Exercise directions: Reply with each record repeated exactly.

(Source records)

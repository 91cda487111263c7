//! Encrypted recovery shares as stored in the ledger and submitted by members

use consortium_core::MemberId;
use serde::{Deserialize, Serialize};

/// A member's recovery share, encrypted to that member's key by the
/// network key in force when the shares were issued
#[derive(Debug, Clone, PartialEq, Eq, Serialize, Deserialize)]
pub struct EncryptedShare {
    /// Member the share was issued to
    pub member_id: MemberId,
    /// Encrypted share bytes
    #[serde(with = "hex_bytes")]
    pub ciphertext: Vec<u8>,
    /// Encryption nonce
    #[serde(with = "hex_bytes")]
    pub nonce: Vec<u8>,
}

/// Result of submitting one share
#[derive(Debug, Clone, Copy, PartialEq, Eq, Serialize, Deserialize)]
#[serde(tag = "outcome", rename_all = "snake_case")]
pub enum ShareOutcome {
    /// Counted; more shares are needed
    Pending {
        /// Shares counted so far in this epoch
        submitted: usize,
        /// Shares needed
        threshold: usize,
    },
    /// This share completed the threshold and the secret was reconstructed
    Recovered {
        /// Recovery epoch that completed
        epoch: u64,
    },
}

mod hex_bytes {
    use serde::{Deserialize, Deserializer, Serializer};

    pub fn serialize<S: Serializer>(bytes: &[u8], serializer: S) -> Result<S::Ok, S::Error> {
        serializer.serialize_str(&hex::encode(bytes))
    }

    pub fn deserialize<'de, D: Deserializer<'de>>(deserializer: D) -> Result<Vec<u8>, D::Error> {
        let s = String::deserialize(deserializer)?;
        hex::decode(s).map_err(serde::de::Error::custom)
    }
}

Result of the exercise:
repository 91cda487111263c7
//! Encrypted recovery shares as stored in the ledger and submitted by members

use consortium_core::MemberId;
use serde::{Deserialize, Serialize};

/// A member's recovery share, encrypted to that member's key by the
/// network key in force when the shares were issued
#[derive(Debug, Clone, PartialEq, Eq, Serialize, Deserialize)]
pub struct EncryptedShare {
    /// Member the share was issued to
    pub member_id: MemberId,
    /// Encrypted share bytes
    #[serde(with = "hex_bytes")]
    pub ciphertext: Vec<u8>,
    /// Encryption nonce
    #[serde(with = "hex_bytes")]
    pub nonce: Vec<u8>,
}

/// Result of submitting one share
#[derive(Debug, Clone, Copy, PartialEq, Eq, Serialize, Deserialize)]
#[serde(tag = "outcome", rename_all = "snake_case")]
pub enum ShareOutcome {
    /// Counted; more shares are needed
    Pending {
        /// Shares counted so far in this epoch
        submitted: usize,
        /// Shares needed
        threshold: usize,
    },
    /// This share completed the threshold and the secret was reconstructed
    Recovered {
        /// Recovery epoch that completed
        epoch: u64,
    },
}

mod hex_bytes {
    use serde::{Deserialize, Deserializer, Serializer};

    pub fn serialize<S: Serializer>(bytes: &[u8], serializer: S) -> Result<S::Ok, S::Error> {
        serializer.serialize_str(&hex::encode(bytes))
    }

    pub fn deserialize<'de, D: Deserializer<'de>>(deserializer: D) -> Result<Vec<u8>, D::Error> {
        let s = String::deserialize(deserializer)?;
        hex::decode(s).map_err(serde::de::Error::custom)
    }
}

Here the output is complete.